REQUIRED ACTION:
From the listing below, how many lines hold the word "configured"? Write only the number.

^^^^^^^^^^^^^^^^

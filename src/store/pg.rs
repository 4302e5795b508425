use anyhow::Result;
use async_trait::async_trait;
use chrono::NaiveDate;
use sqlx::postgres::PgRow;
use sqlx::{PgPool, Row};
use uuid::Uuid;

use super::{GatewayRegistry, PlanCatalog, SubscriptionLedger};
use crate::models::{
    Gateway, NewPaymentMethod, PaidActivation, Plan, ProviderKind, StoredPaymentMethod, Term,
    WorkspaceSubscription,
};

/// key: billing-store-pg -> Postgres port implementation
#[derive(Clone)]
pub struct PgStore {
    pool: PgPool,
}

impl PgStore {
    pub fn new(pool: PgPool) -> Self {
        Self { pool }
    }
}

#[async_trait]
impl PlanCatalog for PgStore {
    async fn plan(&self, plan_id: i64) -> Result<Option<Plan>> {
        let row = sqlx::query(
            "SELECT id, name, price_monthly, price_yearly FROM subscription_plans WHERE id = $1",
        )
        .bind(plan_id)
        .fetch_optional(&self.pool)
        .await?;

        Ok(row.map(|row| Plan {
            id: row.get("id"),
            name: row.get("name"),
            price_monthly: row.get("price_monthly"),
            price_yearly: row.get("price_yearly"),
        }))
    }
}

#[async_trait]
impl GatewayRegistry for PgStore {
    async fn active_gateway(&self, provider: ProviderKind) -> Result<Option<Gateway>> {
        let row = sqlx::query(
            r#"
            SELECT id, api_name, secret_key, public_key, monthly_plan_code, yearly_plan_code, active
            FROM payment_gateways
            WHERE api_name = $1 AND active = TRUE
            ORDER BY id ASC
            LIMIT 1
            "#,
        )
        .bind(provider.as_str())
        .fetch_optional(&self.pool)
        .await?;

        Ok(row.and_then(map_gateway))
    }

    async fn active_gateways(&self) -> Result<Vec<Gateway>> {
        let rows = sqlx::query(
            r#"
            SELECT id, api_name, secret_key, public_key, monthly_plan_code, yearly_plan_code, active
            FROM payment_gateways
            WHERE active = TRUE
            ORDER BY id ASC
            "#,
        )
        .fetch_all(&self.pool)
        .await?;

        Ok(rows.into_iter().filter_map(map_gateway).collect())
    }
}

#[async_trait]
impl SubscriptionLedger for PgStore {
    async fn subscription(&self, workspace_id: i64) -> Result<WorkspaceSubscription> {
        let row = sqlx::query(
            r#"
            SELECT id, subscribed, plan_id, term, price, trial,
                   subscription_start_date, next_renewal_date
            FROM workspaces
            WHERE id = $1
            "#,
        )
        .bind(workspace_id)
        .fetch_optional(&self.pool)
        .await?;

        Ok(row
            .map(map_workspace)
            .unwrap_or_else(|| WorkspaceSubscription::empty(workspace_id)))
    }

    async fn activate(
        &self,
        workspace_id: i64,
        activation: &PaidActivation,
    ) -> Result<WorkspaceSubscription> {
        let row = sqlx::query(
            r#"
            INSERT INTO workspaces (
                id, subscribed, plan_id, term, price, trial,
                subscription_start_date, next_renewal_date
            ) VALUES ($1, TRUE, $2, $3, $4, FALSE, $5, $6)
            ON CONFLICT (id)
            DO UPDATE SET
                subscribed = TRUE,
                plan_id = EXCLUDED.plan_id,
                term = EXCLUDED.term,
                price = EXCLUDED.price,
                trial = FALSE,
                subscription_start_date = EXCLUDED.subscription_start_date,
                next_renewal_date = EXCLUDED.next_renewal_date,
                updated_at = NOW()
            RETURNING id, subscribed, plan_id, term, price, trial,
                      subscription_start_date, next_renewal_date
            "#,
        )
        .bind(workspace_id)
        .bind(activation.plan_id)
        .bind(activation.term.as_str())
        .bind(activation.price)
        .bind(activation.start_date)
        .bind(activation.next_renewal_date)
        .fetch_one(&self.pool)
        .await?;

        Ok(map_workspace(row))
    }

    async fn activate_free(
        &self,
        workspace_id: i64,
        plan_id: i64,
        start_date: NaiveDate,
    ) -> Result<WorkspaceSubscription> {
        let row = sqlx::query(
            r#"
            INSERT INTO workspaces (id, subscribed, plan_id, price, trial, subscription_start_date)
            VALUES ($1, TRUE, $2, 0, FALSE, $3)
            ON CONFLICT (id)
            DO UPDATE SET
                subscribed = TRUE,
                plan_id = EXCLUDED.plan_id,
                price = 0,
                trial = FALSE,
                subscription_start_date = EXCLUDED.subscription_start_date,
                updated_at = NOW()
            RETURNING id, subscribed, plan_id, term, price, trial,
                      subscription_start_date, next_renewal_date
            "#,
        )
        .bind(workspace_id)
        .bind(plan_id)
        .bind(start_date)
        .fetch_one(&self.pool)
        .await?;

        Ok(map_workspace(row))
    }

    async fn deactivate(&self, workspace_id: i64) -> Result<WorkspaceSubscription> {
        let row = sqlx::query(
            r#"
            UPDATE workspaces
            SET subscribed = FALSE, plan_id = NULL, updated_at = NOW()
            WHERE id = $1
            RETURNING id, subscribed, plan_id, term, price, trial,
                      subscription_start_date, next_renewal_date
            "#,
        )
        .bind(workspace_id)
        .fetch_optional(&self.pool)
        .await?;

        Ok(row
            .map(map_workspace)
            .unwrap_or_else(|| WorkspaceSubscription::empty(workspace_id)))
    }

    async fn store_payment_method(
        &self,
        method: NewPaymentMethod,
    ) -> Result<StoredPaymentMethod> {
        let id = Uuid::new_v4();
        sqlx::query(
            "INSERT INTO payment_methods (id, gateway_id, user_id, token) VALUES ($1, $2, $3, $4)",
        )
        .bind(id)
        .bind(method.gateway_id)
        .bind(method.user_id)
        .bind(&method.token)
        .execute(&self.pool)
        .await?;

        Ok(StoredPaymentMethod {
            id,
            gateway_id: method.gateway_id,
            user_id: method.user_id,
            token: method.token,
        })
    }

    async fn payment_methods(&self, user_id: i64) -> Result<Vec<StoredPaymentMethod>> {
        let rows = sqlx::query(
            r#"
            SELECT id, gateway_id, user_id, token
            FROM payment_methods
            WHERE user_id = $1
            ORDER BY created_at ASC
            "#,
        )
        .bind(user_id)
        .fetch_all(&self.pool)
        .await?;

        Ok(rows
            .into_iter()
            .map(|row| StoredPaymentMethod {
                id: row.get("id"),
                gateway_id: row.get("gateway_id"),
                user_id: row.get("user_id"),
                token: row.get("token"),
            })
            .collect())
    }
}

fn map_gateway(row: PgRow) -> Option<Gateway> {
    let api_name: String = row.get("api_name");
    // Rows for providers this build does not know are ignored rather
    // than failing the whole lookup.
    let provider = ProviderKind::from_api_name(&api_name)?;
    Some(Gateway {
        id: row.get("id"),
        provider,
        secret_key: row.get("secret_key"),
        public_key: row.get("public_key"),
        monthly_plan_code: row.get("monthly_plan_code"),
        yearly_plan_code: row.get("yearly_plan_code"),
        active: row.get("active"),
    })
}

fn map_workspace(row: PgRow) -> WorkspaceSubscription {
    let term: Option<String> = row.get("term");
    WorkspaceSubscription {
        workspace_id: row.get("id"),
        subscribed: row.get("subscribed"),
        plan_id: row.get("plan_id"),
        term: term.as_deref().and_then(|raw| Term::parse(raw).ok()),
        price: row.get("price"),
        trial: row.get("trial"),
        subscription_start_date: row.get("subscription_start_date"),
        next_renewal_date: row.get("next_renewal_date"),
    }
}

^^^^^^^^^^^^^^^^

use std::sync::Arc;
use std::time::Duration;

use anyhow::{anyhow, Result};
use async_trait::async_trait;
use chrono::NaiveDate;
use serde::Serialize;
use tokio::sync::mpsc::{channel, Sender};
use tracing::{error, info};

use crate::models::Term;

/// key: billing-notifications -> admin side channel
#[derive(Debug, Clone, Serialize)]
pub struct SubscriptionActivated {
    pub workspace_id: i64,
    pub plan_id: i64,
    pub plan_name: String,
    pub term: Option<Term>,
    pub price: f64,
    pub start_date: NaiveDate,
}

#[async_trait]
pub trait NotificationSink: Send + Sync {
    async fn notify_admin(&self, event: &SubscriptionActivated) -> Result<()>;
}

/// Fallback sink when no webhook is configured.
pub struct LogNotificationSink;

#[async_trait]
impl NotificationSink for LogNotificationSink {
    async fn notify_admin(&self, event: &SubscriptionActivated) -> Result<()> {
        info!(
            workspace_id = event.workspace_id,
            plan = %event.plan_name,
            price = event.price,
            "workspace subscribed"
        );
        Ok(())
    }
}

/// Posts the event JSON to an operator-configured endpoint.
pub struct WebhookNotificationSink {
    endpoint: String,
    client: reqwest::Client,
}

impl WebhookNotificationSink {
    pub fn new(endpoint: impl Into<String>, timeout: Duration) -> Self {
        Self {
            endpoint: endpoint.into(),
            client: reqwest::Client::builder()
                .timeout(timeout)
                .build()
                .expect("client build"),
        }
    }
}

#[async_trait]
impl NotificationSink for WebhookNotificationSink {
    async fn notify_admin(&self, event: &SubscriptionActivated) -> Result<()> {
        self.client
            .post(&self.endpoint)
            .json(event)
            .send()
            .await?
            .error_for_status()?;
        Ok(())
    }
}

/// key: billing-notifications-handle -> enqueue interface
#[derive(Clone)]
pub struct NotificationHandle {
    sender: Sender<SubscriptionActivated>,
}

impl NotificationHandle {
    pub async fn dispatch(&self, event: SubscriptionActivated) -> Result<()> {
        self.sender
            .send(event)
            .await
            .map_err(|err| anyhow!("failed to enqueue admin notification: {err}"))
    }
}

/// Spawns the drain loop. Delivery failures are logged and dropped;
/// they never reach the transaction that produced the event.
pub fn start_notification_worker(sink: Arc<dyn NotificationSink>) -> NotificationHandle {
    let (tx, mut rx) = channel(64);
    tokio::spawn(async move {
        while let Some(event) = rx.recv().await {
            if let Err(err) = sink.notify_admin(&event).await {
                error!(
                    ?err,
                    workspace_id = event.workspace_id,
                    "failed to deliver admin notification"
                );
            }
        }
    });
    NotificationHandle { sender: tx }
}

^^^^^^^^^^^^^^^^

WRITTEN RESPONSE:
2